We all have the books we've never read that lurk around our house. They sit on their shelves, ignored but for an occasional dusting, cursing us. But when so many readers use devices of one kind or another to mediate their reading, the books we've never read hide from us in unopened folders.

So I decided to take a look through the vault, and found a set of PDFs I'd downloaded nearly four years previous. I had a lot more free time back then, and was still quite dedicated to that big project of cultural studies, the "postmodern" dissection of human knowledge. And I wonder why, four years on, do so many of them remain unopened?

My first introduction to this project, so often known with a wonderful smugness simply as "theory," began a little less than a decade ago. I arrived at my little liberal arts campus, a gawky 17 year old with a boxful of my high school idols. Ferlinghetti. Kierkegaard. Camus. And god did they look fantastic on the bookshelf of my dorm room, next to the posters of R. Crumb comics, the Interpol LP sleeves, and the giant beneficent head of Jack Kerouac with that quote about the mad ones and the burn burn burning.

But these were adolescent heroes. At smoke-hazed house parties, in my English classes, I was suddenly surrounded by a whole new raft of predominantly French surnames. I knew that these writers, or at least a passing awareness of them, seemed to go hand-in-hand with any number of other things that I felt were worth my time: various psychedelia, whole bottles of red wine, noise rock, sex with arty girls.

And as a freshman, my attempts at theory-- much like my attempts with the psychedelia and the red wine and the noise rock and the arty girls-- were stabbing and met with mixed success.

But looking back, I don't think my embrace of theory was in any way insincere. The avenues of thought offered by European celebrity intellectuals suggested that whatever progress I thought I'd made was illusory, that I needed to revise my worldview. That struck me as a challenge, and off I went with a thick stack of reading material-- glossy new Verso editions, classic texts re-bound in plain, primary-colored card, LOC catalog numbers stamped on the spine in white ink. The opacity of French academic prose didn't faze me-- if anything, it emboldened me. This was not writing for weak minds, and I fully believed that it was only in the France at the height of the evènements de mai '68 that academics had the courage to fire such volleys at the system.

And, for some time, I swore by the power of theory to change lives. Each text I read seemed to swing a hammer at some bias, some invidious way in which the logic of late-capitalist society had penetrated my psyche.
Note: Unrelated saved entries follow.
#[tokio::test]
async fn test_wait_for_drain_with_running_loop() {
    let logging = Logging::builder(Config {
        interval_ms: 5,
        ..Config::default()
    })
    .build()
    .unwrap();
    let p = add(&logging, Recorder::new("p", logging.state_cell()));

    logging.start().unwrap();
    wait_until(|| p.count("end") >= 1).await;
    for i in 0..50 {
        logging.write(Level::Verbose, "test", format!("m{i}"));
    }

    assert!(logging.wait_for_drain(Duration::from_secs(5)).await);
    assert_eq!(p.messages().len(), 50);
    logging.stop().await.unwrap();
}

#[tokio::test]
async fn test_instances_are_independent() {
    let a = runtime(Arc::new(Parked));
    let b = runtime(Arc::new(Parked));
    let pa = add(&a, Recorder::new("p", a.state_cell()));
    let pb = add(&b, Recorder::new("p", b.state_cell()));

    a.enqueue_log_entry(entry("for-a"));
    a.run_cycle().await.unwrap();
    b.run_cycle().await.unwrap();

    assert_eq!(pa.messages(), vec!["for-a"]);
    assert!(pb.messages().is_empty());
    assert_eq!(b.state(), LoggingState::Ready);
}

#[tokio::test]
async fn test_concurrent_producers_all_delivered() {
    let logging = runtime(Arc::new(Parked));
    let p = add(&logging, Recorder::new("p", logging.state_cell()));

    let producers: Vec<_> = (0..4)
        .map(|n| {
            let logging = Arc::clone(&logging);
            std::thread::spawn(move || {
                for i in 0..100 {
                    logging.write(Level::Verbose, "producer", format!("{n}-{i}"));
                }
            })
        })
        .collect();
    for h in producers {
        h.join().unwrap();
    }
    logging.run_cycle().await.unwrap();

    let got = p.messages();
    assert_eq!(got.len(), 400);
    for n in 0..4 {
        let mine: Vec<usize> = got
            .iter()
            .filter_map(|m| m.strip_prefix(&format!("{n}-")).map(|i| i.parse().unwrap()))
            .collect();
        assert_eq!(mine, (0..100).collect::<Vec<_>>());
    }
}

#[tokio::test]
async fn test_registry_errors_surface_to_caller() {
    let logging = runtime(Arc::new(Parked));
    add(&logging, Recorder::new("p", logging.state_cell()));

    let dup = logging.register_provider(Arc::new(Recorder::new("p", logging.state_cell())));
    assert!(matches!(dup, Err(RuntimeError::DuplicateProvider { .. })));
    assert!(matches!(
        logging.enable_provider("missing"),
        Err(RuntimeError::UnknownProvider { .. })
    ));
}

#[tokio::test]
async fn test_concurrent_manual_cycles_never_overlap() {
    let logging = runtime(Arc::new(Parked));
    let slow = Arc::new(Slow::default());
    logging.register_provider(slow.clone()).unwrap();
    logging.enable_provider("slow").unwrap();
    logging.enqueue_log_entry(entry("one"));

    let (a, b) = tokio::join!(logging.run_cycle(), logging.run_cycle());

    assert_eq!([a.is_ok(), b.is_ok()].iter().filter(|ok| **ok).count(), 1);
    assert!(matches!(
        a.and(b),
        Err(RuntimeError::AlreadyRunning { .. })
    ));
    assert_eq!(slow.begins.load(Ordering::SeqCst), 1);
    assert_eq!(slow.max_in_flight.load(Ordering::SeqCst), 1);
}

#[tokio::test]
async fn test_start_during_manual_cycle_waits_for_it() {
    let logging = runtime(Arc::new(Parked));
    let slow = Arc::new(Slow::default());
    logging.register_provider(slow.clone()).unwrap();
    logging.enable_provider("slow").unwrap();

    let manual = tokio::spawn({
        let logging = Arc::clone(&logging);
        async move { logging.run_cycle().await }
    });
    tokio::time::sleep(Duration::from_millis(5)).await;
    logging.start().unwrap();

    manual.await.unwrap().unwrap();
    logging.write(Level::Verbose, "test", "after");
    logging.stop().await.unwrap();

    assert_eq!(slow.begins.load(Ordering::SeqCst), 1);
    assert_eq!(slow.max_in_flight.load(Ordering::SeqCst), 1);
    assert_eq!(logging.state(), LoggingState::Stopped);
}

#[tokio::test]
async fn test_stop_finalizes_providers_of_manual_cycles() {
    let logging = runtime(Arc::new(Parked));
    let p = add(&logging, Recorder::new("p", logging.state_cell()));

    logging.start().unwrap();
    wait_until(|| p.count("end") >= 1).await;
    logging.stop().await.unwrap();

    logging.run_cycle().await.unwrap();
    assert!(logging.provider_status()[0].initialized);
    logging.enqueue_log_entry(entry("manual"));
    logging.stop().await.unwrap();
    logging.stop().await.unwrap();

    assert_eq!(p.count("begin"), 2);
    assert_eq!(p.count("final"), 2);
    assert_eq!(p.messages(), vec!["manual"]);
    assert!(!logging.provider_status()[0].initialized);
    assert_eq!(logging.state(), LoggingState::Stopped);
}

#[tokio::test]
async fn test_shutdown_failures_stay_with_their_provider() {
    let logging = runtime(Arc::new(Parked));
    let p1 = add(
        &logging,
        Recorder::new("p1", logging.state_cell())
            .failing_on("x")
            .failing_final(),
    );
    let p2 = add(&logging, Recorder::new("p2", logging.state_cell()));

    logging.start().unwrap();
    wait_until(|| p2.count("end") >= 1).await;
    for m in ["x", "y"] {
        logging.enqueue_log_entry(entry(m));
    }
    logging.stop().await.unwrap();

    assert_eq!(p2.messages(), vec!["x", "y"]);
    assert_eq!(p2.count("final"), 1);
    assert_eq!(p1.messages(), vec!["y"]);
    let hooks: Vec<Hook> = logging
        .provider_faults("p1")
        .unwrap()
        .iter()
        .map(|f| f.hook)
        .collect();
    assert_eq!(hooks, vec![Hook::Message, Hook::Final]);
    assert!(logging.provider_faults("p2").unwrap().is_empty());
    assert_eq!(logging.state(), LoggingState::Stopped);
    assert_eq!(logging.last_fault(), None);
    assert!(logging.provider_status().iter().all(|s| !s.initialized));
}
Reading became a giant Whac-a-Mole game, and I smashed away at orientalism, at phallocentrism, at the spatial fetish, at scientism.

But at some point, I began to read less and less theory. Slowly, I started checking out fewer and fewer library books by Gilles Deleuze and Herbert Marcuse, and instead opted for William James and Primo Levi. It happened so imperceptibly slowly that, looking back, I have to wonder why it happened.
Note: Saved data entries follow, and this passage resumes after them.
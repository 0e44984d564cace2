//! # Global runtime configuration.
//!
//! Provides [`Config`] centralized settings for the logging runtime.
//!
//! Config is used in two ways:
//! 1. **Runtime creation**: `Logging::builder(config)`
//! 2. **Settings seed**: the `settings` map pre-fills the [`Settings`](crate::Settings) store
//!
//! ## Sentinel values
//! - `interval_ms = 0` → no sleep between cycles (the loop only yields)
//! - `fault_capacity = 0` → clamped to 1
//!
//! ## File format
//! ```yaml
//! runspace-name: logging
//! interval-ms: 100
//! fault-capacity: 128
//! settings:
//!   logging.disable_flush_on_exit: false
//!   logging.provider.logfile.path: /var/log/dba/agent.log
//! ```

use std::collections::HashMap;
use std::fs;
use std::path::Path;
use std::time::Duration;

use serde::{Deserialize, Serialize};

use crate::error::ConfigError;
use crate::settings::SettingValue;

/// Global configuration for the logging runtime.
///
/// ## Field semantics
/// - `runspace_name`: name the dispatch loop is registered under in the runspace host
/// - `interval_ms`: pause between dispatch cycles (`0` = no pause)
/// - `fault_capacity`: how many recent faults each provider keeps (min 1)
/// - `settings`: initial values for the settings store
#[derive(Clone, Debug, Serialize, Deserialize)]
#[serde(default)]
pub struct Config {
    /// Name of the runspace hosting the dispatch loop.
    #[serde(rename = "runspace-name")]
    pub runspace_name: String,

    /// Pause between dispatch cycles in milliseconds.
    ///
    /// Trades dispatch latency against busy-spinning; not correctness-critical.
    #[serde(rename = "interval-ms")]
    pub interval_ms: u64,

    /// Number of recent faults retained per provider.
    ///
    /// Older faults are evicted first; the total count keeps growing.
    #[serde(rename = "fault-capacity")]
    pub fault_capacity: usize,

    /// Initial settings store contents.
    pub settings: HashMap<String, SettingValue>,
}

impl Config {
    /// Returns the pause between cycles as an `Option`.
    ///
    /// - `None` → no pause
    /// - `Some(d)` → sleep `d` after each cycle
    #[inline]
    pub fn interval(&self) -> Option<Duration> {
        if self.interval_ms == 0 {
            None
        } else {
            Some(Duration::from_millis(self.interval_ms))
        }
    }

    /// Returns the per-provider fault capacity clamped to a minimum of 1.
    #[inline]
    pub fn fault_capacity_clamped(&self) -> usize {
        self.fault_capacity.max(1)
    }

    /// Loads configuration from a YAML file.
    pub fn load_from_file<P: AsRef<Path>>(path: P) -> Result<Self, ConfigError> {
        let path = path.as_ref();
        let content = fs::read_to_string(path).map_err(|source| ConfigError::Io {
            path: path.to_path_buf(),
            source,
        })?;
        let config = Self::from_yaml(&content).map_err(|source| ConfigError::Parse {
            path: path.to_path_buf(),
            source,
        })?;

        tracing::info!(path = %path.display(), "loaded logging config");
        Ok(config)
    }

    /// Parses configuration from a YAML string.
    pub fn from_yaml(content: &str) -> Result<Self, serde_yaml::Error> {
        serde_yaml::from_str(content)
    }
}

impl Default for Config {
    /// Default configuration:
    ///
    /// - `runspace_name = "logging"`
    /// - `interval_ms = 100`
    /// - `fault_capacity = 128`
    /// - `settings = {}`
    fn default() -> Self {
        Self {
            runspace_name: "logging".to_string(),
            interval_ms: 100,
            fault_capacity: 128,
            settings: HashMap::new(),
        }
    }
}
The story of the postmodernist apostate returning to the humanist fold has, in the past decade or so, become something of an intellectual cliche. Any number of center-left magazines abound with the narratives of onetime theory fanatics recanting their heresies. These stories have a few common themes: a citation of some of the sillier claims made by big-name theorists (Jacques Lacan being a particularly egregious offender), a misty-eyed recollection of a foolish and idealistic youth, and a return to soberer thought-- typically the world of cognitive science and its unfalsifiable handmaiden, evolutionary psychology.

But that seems like bullshit too. Because a lot of theory does have value. As Terry Eagleton pointed out, we-- society as a whole, and especially those of us who like to think about things and write about what we think about things-- cannot return to a pre-theory age of innocence. The conversation has changed.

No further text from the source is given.